THE PROBLEM:
Print out the entries, word for word.

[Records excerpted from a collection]
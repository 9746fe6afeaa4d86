// Copyright 2022 Webb Technologies Inc.
//
// Licensed under the Apache License, Version 2.0 (the "License");
// you may not use this file except in compliance with the License.
// You may obtain a copy of the License at
//
// http://www.apache.org/licenses/LICENSE-2.0
//
// Unless required by applicable law or agreed to in writing, software
// distributed under the License is distributed on an "AS IS" BASIS,
// WITHOUT WARRANTIES OR CONDITIONS OF ANY KIND, either express or implied.
// See the License for the specific language governing permissions and
// limitations under the License.

use std::sync::Arc;

use axum::extract::State;
use axum::http::header;
use axum::response::IntoResponse;

use ombu_relayer_context::RelayerContext;
use ombu_relayer_utils::{Error, HandlerError};

/// Handles `GET /api/metrics` in the prometheus text exposition format.
pub async fn handle_metric_info(
    State(ctx): State<Arc<RelayerContext>>,
) -> Result<impl IntoResponse, HandlerError> {
    let metric_gathered = ctx
        .metrics
        .lock()
        .await
        .gather_metrics()
        .map_err(Error::from)?;
    Ok((
        [(header::CONTENT_TYPE, "text/plain; version=0.0.4")],
        metric_gathered,
    ))
}
// Copyright 2022 Webb Technologies Inc.
//
// Licensed under the Apache License, Version 2.0 (the "License");
// you may not use this file except in compliance with the License.
// You may obtain a copy of the License at
//
// http://www.apache.org/licenses/LICENSE-2.0
//
// Unless required by applicable law or agreed to in writing, software
// distributed under the License is distributed on an "AS IS" BASIS,
// WITHOUT WARRANTIES OR CONDITIONS OF ANY KIND, either express or implied.
// See the License for the specific language governing permissions and
// limitations under the License.

//! Shared types of the Ombu relayer.

pub mod membership;
pub mod private_key;
pub mod rpc_url;
pub mod serde_decimal;

pub use membership::{
    AccumulatorState, ChainMemberRecord, GroupSnapshot, MembershipRecord,
};
pub use ombu_relayer_utils::MembershipSource;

PROBLEM SOLUTION:
repository 9746fe6afeaa4d86
// Copyright 2022 Webb Technologies Inc.
//
// Licensed under the Apache License, Version 2.0 (the "License");
// you may not use this file except in compliance with the License.
// You may obtain a copy of the License at
//
// http://www.apache.org/licenses/LICENSE-2.0
//
// Unless required by applicable law or agreed to in writing, software
// distributed under the License is distributed on an "AS IS" BASIS,
// WITHOUT WARRANTIES OR CONDITIONS OF ANY KIND, either express or implied.
// See the License for the specific language governing permissions and
// limitations under the License.

use std::sync::Arc;

use axum::extract::State;
use axum::http::header;
use axum::response::IntoResponse;

use ombu_relayer_context::RelayerContext;
use ombu_relayer_utils::{Error, HandlerError};

/// Handles `GET /api/metrics` in the prometheus text exposition format.
pub async fn handle_metric_info(
    State(ctx): State<Arc<RelayerContext>>,
) -> Result<impl IntoResponse, HandlerError> {
    let metric_gathered = ctx
        .metrics
        .lock()
        .await
        .gather_metrics()
        .map_err(Error::from)?;
    Ok((
        [(header::CONTENT_TYPE, "text/plain; version=0.0.4")],
        metric_gathered,
    ))
}
// Copyright 2022 Webb Technologies Inc.
//
// Licensed under the Apache License, Version 2.0 (the "License");
// you may not use this file except in compliance with the License.
// You may obtain a copy of the License at
//
// http://www.apache.org/licenses/LICENSE-2.0
//
// Unless required by applicable law or agreed to in writing, software
// distributed under the License is distributed on an "AS IS" BASIS,
// WITHOUT WARRANTIES OR CONDITIONS OF ANY KIND, either express or implied.
// See the License for the specific language governing permissions and
// limitations under the License.

//! Shared types of the Ombu relayer.

pub mod membership;
pub mod private_key;
pub mod rpc_url;
pub mod serde_decimal;

pub use membership::{
    AccumulatorState, ChainMemberRecord, GroupSnapshot, MembershipRecord,
};
pub use ombu_relayer_utils::MembershipSource;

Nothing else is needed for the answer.